• Work task
What you write should be an exact copy of the material, from its first line through the line containing "use crate::map_err;".

---------- Data supplied

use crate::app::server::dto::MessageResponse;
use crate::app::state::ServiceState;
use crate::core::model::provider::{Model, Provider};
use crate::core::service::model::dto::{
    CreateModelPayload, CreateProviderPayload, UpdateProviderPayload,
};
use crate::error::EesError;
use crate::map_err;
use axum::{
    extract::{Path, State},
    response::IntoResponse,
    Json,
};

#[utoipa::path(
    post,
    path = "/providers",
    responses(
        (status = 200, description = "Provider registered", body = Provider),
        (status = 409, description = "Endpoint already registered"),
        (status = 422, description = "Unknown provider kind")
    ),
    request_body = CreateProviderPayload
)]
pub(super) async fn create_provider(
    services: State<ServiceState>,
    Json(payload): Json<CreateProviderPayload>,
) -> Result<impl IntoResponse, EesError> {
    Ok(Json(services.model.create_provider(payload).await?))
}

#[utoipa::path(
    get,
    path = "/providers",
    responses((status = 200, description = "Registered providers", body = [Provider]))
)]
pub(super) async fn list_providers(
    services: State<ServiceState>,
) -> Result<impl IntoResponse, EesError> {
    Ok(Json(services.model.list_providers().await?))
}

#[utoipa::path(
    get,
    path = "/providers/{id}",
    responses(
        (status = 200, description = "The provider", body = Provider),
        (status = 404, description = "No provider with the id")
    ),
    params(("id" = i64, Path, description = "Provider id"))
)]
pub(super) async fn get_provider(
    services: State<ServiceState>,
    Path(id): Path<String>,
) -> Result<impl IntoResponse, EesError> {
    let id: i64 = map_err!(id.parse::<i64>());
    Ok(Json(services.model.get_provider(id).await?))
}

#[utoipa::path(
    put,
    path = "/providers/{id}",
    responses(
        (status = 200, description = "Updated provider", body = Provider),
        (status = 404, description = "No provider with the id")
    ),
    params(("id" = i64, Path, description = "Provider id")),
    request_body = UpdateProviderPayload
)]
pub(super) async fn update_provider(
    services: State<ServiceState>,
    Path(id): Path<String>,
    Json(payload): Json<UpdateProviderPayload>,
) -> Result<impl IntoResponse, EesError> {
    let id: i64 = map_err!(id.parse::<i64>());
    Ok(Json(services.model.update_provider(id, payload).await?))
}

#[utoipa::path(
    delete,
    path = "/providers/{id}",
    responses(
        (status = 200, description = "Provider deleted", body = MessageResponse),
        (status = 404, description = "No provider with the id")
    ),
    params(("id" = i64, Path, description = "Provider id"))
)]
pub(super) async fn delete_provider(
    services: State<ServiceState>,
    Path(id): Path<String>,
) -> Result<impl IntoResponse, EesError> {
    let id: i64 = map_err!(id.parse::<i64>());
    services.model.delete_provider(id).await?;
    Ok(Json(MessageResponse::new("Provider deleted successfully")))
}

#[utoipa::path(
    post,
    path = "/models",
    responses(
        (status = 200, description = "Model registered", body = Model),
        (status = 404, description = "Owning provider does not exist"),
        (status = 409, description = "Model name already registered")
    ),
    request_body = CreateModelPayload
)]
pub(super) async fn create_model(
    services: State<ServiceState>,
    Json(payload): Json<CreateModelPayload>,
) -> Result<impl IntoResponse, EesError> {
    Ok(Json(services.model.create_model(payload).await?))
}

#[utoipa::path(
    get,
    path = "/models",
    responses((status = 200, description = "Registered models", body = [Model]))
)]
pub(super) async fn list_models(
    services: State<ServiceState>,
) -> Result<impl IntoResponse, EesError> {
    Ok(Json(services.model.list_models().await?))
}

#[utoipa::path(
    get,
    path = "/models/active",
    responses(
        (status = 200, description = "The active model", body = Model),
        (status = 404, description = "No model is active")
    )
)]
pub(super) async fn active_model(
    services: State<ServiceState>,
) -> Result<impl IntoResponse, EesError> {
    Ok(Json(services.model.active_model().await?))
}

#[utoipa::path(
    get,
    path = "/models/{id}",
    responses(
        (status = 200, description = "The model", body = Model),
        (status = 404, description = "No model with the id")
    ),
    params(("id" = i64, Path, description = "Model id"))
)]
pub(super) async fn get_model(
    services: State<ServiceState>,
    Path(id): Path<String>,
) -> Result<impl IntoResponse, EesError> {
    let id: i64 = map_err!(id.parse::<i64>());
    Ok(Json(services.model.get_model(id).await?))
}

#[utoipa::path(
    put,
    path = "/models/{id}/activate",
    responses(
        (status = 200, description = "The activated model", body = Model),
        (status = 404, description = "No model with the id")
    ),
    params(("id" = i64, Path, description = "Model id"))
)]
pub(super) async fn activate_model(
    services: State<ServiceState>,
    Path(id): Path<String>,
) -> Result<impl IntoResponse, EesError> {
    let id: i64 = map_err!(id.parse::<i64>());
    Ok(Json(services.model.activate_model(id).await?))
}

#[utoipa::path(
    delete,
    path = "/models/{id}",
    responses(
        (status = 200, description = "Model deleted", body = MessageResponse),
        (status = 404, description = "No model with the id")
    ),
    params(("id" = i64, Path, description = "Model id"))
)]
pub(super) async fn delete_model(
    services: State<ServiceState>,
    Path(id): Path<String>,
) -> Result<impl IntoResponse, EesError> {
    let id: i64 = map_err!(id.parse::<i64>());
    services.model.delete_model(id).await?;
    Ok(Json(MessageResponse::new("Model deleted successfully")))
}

--------------------

• Task output
use crate::app::server::dto::MessageResponse;
use crate::app::state::ServiceState;
use crate::core::model::provider::{Model, Provider};
use crate::core::service::model::dto::{
    CreateModelPayload, CreateProviderPayload, UpdateProviderPayload,
};
use crate::error::EesError;
use crate::map_err;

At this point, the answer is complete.